Cuba se apresura a aprobar reformas al estilo chino en intento por sobrevivir a Trump

El gobernante cubano Miguel Díaz-Canel durante la entrevista concedida al medio español El Diario el 3 de junio de 2026, en el Palacio de la Revolución en La Habana, Cuba.
El gobernante cubano Miguel Díaz-Canel durante la entrevista concedida al medio español El Diario el 3 de junio de 2026, en el Palacio de la Revolución en La Habana, Cuba. Oficina de la Presidencia de Cuba

Con un tono inusual de urgencia, el gobernante cubano Miguel Díaz-Canel defendió reformas al estilo chino que, dijo, deben ser implementadas sin dilación, incluidas permitir la inversión extranjera en el sector privado del país y liberalizar la economía planificada centralmente del régimen comunista.

En una reunión urgente el miércoles, el Comité Central del Partido Comunista aprobó 176 medidas que Díaz-Canel dijo que pretenden abordar la grave crisis económica del país, resistir las sanciones de Estados Unidos y continuar avanzando en la “construcción del socialismo”.

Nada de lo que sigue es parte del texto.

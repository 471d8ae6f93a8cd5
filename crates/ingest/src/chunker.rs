//! Splits fetched documents into index-sized chunks.

use std::collections::HashSet;

use buddybot_core::document::{DOC_ID_KEY, Document, Metadata};
use chrono::{DateTime, Utc};
use serde_json::Value;
use tracing::{debug, info};

/// Metadata key recording when a chunk was prepared for the index.
pub const INSERTION_DATE_KEY: &str = "vector_store_insertion_date";

/// Metadata key holding a chunk's position within its document.
pub const CHUNK_INDEX_KEY: &str = "chunk_index";

const DATE_FORMAT: &str = "%Y-%m-%dT%H:%M:%S";

/// Split `documents` into chunks of at most `max_chunk_size` characters.
pub fn split(documents: Vec<Document>, max_chunk_size: usize) -> Vec<Document> {
    split_at(documents, max_chunk_size, Utc::now())
}

/// Same as [`split`], stamping `now` as the insertion date.
///
/// Only the first document with a given `id` is kept. Every chunk gets the
/// parent's metadata with list values joined by newlines, plus
/// `chunk_index`, `doc_id = "{id}_{chunk_index}"` and the insertion date.
/// A document with empty content produces no chunks.
pub fn split_at(
    documents: Vec<Document>,
    max_chunk_size: usize,
    now: DateTime<Utc>,
) -> Vec<Document> {
    let size = max_chunk_size.max(1);
    let inserted_at = now.format(DATE_FORMAT).to_string();
    let mut seen = HashSet::new();
    let mut chunks = Vec::new();

    for document in documents {
        let id = document.id();
        if !seen.insert(id.clone()) {
            debug!(id = %id, "Skipping duplicate document");
            continue;
        }

        let base = flatten_lists(document.metadata);
        let chars: Vec<char> = document.content.chars().collect();

        for (index, piece) in chars.chunks(size).enumerate() {
            let mut metadata = base.clone();
            metadata.insert(INSERTION_DATE_KEY.into(), Value::String(inserted_at.clone()));
            metadata.insert(CHUNK_INDEX_KEY.into(), Value::from(index));
            metadata.insert(DOC_ID_KEY.into(), Value::String(format!("{id}_{index}")));
            chunks.push(Document::new(piece.iter().collect::<String>(), metadata));
        }
    }

    info!(documents = seen.len(), chunks = chunks.len(), "Documents split");
    chunks
}

/// Index backends only accept scalar metadata.
fn flatten_lists(metadata: Metadata) -> Metadata {
    metadata
        .into_iter()
        .map(|(key, value)| match value {
            Value::Array(items) => {
                let joined = items
                    .iter()
                    .map(|item| match item {
                        Value::String(s) => s.clone(),
                        other => other.to_string(),
                    })
                    .collect::<Vec<_>>()
                    .join("\n");
                (key, Value::String(joined))
            }
            other => (key, other),
        })
        .collect()
}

En un discurso publicado el jueves en los medios estatales, Díaz-Canel amplió las medidas que anticipó en declaraciones a los periodistas la semana pasada y que describió como una “agenda económica y social de emergencia”.

“La realidad nos impone cambios urgentes y necesarios”, dijo. “Y cuando la vida del pueblo se vuelve tan dura, el primer deber del Partido Comunista y del Gobierno revolucionario no es explicar mejor la crisis, sino cambiar lo que haya que cambiar para salir de ella”.

Las medidas incluyen reducir el tamaño del gobierno, otorgar mayor autonomía a las empresas estatales, liberalizar las actividades de importación y exportación, ampliar el alcance de lo que las empresas privadas pueden hacer y abrir el sector turístico a “todos los actores” de la economía, entre otras.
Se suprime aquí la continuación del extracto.